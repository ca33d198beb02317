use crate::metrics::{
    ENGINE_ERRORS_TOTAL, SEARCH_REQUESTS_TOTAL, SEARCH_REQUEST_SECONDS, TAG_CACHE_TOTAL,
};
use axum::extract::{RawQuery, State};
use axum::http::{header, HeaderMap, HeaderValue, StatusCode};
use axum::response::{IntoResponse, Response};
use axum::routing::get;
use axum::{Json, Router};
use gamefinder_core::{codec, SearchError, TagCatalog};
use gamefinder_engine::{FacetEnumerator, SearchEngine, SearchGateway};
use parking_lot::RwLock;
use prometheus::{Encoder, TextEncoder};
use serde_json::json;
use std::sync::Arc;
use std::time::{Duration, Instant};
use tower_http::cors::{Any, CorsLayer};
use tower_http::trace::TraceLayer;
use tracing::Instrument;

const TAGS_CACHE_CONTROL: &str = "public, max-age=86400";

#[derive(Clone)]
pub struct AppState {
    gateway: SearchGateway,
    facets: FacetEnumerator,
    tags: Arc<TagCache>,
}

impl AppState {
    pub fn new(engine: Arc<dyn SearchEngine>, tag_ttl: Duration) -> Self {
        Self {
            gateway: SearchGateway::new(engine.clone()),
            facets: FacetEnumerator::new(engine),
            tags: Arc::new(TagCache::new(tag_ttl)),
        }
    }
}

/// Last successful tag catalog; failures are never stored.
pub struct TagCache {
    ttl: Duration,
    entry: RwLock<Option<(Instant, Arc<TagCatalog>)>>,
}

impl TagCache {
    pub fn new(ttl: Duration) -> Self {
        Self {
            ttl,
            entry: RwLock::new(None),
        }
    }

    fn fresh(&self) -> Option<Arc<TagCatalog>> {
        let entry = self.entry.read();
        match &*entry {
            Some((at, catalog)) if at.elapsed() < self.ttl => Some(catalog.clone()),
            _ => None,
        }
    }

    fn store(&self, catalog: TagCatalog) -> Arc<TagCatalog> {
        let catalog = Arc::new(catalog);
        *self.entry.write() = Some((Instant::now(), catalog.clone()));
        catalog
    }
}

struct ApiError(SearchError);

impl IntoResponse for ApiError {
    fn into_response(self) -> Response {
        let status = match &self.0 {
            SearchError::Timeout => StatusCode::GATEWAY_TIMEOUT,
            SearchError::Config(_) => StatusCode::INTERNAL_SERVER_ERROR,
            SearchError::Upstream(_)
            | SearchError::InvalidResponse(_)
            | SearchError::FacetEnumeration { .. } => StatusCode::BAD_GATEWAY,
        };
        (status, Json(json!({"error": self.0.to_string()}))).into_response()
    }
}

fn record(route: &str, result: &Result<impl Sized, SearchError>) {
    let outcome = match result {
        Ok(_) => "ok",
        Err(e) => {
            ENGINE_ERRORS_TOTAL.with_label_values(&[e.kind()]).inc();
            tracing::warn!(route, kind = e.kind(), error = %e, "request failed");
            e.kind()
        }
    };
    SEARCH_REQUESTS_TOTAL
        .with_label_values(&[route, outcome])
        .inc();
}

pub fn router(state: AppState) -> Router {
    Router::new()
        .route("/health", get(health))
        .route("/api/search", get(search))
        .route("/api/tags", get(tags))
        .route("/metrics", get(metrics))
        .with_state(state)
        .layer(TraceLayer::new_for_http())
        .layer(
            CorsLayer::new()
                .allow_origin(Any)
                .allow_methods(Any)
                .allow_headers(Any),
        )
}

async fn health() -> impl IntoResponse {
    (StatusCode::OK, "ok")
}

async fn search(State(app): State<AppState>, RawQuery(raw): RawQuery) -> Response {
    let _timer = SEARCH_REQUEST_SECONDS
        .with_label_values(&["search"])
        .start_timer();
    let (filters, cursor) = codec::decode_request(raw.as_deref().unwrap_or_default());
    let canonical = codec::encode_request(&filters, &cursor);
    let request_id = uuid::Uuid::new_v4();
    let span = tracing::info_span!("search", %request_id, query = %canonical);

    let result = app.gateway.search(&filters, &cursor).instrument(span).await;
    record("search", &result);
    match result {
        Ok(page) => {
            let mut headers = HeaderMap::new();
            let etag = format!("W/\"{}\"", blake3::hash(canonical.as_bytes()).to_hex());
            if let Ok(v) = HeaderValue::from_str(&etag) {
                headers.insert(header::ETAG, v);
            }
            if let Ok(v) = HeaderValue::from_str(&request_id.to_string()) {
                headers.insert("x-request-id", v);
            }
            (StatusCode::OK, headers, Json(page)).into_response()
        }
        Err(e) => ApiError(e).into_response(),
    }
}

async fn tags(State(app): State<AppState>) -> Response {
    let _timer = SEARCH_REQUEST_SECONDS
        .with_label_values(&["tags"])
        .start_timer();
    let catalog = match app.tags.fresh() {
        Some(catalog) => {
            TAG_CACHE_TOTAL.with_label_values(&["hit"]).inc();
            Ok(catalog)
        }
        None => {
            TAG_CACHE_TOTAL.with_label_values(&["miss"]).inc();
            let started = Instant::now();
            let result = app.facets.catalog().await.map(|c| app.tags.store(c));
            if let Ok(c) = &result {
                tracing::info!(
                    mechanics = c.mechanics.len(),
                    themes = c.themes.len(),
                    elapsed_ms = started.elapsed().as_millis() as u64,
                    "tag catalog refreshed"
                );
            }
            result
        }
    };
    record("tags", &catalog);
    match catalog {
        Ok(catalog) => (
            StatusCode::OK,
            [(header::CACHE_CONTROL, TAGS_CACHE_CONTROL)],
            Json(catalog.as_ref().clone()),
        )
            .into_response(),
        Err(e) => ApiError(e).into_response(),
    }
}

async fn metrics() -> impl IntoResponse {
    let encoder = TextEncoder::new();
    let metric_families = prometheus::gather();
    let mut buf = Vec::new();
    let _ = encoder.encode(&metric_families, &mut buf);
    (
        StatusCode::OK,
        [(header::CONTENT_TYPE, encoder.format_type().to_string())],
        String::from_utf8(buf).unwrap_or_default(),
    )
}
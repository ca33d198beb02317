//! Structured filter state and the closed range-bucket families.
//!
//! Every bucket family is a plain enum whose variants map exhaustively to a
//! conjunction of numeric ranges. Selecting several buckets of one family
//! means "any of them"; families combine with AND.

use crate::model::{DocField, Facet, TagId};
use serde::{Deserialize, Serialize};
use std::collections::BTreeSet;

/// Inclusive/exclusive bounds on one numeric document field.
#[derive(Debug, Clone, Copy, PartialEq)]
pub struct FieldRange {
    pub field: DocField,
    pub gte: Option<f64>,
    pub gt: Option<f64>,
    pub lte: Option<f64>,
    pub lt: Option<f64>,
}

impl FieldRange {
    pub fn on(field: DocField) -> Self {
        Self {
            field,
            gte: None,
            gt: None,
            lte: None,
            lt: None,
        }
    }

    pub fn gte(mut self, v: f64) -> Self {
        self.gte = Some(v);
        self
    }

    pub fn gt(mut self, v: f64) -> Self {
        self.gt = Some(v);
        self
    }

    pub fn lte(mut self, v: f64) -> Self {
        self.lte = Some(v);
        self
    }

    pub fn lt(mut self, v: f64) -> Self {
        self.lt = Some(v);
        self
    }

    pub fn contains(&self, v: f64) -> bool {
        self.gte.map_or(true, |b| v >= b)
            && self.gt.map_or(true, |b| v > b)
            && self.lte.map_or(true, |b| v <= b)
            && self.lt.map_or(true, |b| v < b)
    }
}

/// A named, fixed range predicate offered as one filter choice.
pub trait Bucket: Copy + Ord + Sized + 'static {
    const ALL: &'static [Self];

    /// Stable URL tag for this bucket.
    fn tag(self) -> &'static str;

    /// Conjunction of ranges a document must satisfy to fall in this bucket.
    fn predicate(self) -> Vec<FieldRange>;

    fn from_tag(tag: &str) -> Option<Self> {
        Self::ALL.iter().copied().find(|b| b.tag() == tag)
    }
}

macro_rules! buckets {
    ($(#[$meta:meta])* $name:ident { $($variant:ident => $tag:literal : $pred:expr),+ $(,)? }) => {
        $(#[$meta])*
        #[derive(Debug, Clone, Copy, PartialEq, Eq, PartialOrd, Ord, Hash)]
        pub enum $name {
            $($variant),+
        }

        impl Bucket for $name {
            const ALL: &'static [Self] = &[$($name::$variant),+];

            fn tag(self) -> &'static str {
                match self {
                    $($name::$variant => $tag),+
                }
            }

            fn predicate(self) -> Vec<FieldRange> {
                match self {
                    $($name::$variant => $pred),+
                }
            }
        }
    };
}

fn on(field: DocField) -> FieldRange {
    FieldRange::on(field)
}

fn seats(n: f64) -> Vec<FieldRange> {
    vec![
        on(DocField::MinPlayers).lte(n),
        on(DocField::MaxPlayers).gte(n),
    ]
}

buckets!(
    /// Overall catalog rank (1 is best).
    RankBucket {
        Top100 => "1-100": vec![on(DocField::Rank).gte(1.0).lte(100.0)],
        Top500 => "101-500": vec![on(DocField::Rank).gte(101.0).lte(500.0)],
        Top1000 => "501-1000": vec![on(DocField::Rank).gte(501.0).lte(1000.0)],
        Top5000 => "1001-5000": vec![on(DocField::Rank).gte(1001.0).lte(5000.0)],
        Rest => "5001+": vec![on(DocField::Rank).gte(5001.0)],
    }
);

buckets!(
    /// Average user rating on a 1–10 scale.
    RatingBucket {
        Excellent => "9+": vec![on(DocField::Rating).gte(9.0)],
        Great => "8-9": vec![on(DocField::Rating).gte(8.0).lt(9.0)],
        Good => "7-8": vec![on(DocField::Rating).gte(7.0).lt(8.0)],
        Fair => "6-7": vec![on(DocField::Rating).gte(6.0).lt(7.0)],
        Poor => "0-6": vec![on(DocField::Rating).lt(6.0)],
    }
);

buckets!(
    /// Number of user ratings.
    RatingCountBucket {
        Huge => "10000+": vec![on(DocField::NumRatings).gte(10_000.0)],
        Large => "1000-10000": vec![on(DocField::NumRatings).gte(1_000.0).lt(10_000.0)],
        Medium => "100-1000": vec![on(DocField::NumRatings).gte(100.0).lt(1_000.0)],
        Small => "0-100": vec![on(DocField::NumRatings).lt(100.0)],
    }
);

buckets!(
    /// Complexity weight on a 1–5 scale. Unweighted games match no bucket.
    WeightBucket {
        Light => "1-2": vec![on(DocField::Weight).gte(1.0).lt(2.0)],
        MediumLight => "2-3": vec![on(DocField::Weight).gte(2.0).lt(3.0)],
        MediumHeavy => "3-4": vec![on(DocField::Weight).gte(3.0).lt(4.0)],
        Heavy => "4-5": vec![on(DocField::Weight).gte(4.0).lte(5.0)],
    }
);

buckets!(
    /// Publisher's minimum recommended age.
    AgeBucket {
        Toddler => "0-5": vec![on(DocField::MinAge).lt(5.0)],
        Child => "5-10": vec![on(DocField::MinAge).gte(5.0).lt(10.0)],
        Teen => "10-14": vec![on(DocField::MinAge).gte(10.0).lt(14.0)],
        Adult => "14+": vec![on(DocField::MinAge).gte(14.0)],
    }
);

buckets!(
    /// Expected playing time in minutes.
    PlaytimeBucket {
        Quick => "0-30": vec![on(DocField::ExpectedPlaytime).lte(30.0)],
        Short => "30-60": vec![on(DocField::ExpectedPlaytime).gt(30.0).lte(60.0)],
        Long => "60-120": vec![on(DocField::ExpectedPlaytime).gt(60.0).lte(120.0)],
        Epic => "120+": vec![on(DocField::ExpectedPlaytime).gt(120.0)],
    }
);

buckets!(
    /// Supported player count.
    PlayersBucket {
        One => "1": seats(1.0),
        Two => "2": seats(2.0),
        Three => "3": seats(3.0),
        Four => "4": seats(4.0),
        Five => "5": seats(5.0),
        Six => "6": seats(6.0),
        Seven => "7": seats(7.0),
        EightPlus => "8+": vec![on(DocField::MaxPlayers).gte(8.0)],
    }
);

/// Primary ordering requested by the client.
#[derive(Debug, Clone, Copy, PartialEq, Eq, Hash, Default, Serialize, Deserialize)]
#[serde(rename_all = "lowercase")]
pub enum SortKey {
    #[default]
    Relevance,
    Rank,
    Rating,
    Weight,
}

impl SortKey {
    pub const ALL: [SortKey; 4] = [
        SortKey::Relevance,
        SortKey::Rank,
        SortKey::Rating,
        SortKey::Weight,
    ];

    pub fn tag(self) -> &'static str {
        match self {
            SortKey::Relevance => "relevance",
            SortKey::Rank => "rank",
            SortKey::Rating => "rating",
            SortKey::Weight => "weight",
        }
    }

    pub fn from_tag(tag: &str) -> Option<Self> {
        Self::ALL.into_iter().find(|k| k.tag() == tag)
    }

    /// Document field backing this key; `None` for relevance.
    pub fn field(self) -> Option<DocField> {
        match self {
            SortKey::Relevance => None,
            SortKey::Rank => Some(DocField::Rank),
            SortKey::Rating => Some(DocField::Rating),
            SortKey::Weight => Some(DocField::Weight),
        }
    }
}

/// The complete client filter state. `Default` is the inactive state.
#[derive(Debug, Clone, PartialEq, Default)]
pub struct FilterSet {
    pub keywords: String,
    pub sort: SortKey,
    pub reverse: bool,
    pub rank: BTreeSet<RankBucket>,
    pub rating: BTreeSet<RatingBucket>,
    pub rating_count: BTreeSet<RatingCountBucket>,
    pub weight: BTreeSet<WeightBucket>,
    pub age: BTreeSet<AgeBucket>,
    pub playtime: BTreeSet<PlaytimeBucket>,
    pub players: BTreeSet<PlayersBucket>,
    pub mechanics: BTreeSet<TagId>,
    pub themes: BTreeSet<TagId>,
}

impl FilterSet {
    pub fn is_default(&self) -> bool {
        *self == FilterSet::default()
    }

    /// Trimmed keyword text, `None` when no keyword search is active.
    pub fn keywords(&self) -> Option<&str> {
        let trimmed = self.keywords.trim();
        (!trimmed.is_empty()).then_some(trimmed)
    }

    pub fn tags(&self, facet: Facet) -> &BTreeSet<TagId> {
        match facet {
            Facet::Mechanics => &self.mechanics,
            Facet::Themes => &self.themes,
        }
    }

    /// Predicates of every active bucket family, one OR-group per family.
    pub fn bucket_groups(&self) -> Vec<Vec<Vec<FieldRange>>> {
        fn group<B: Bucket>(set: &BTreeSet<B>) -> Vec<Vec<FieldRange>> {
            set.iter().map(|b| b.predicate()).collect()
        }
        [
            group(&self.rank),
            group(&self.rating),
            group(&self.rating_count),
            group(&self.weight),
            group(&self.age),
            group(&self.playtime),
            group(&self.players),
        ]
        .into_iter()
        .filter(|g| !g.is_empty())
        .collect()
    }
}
────────────────
● **TASK STATEMENT**: Tally the lines of the records that contain the word "None", then give only the tally.

● **WRITTEN ANSWER**: 10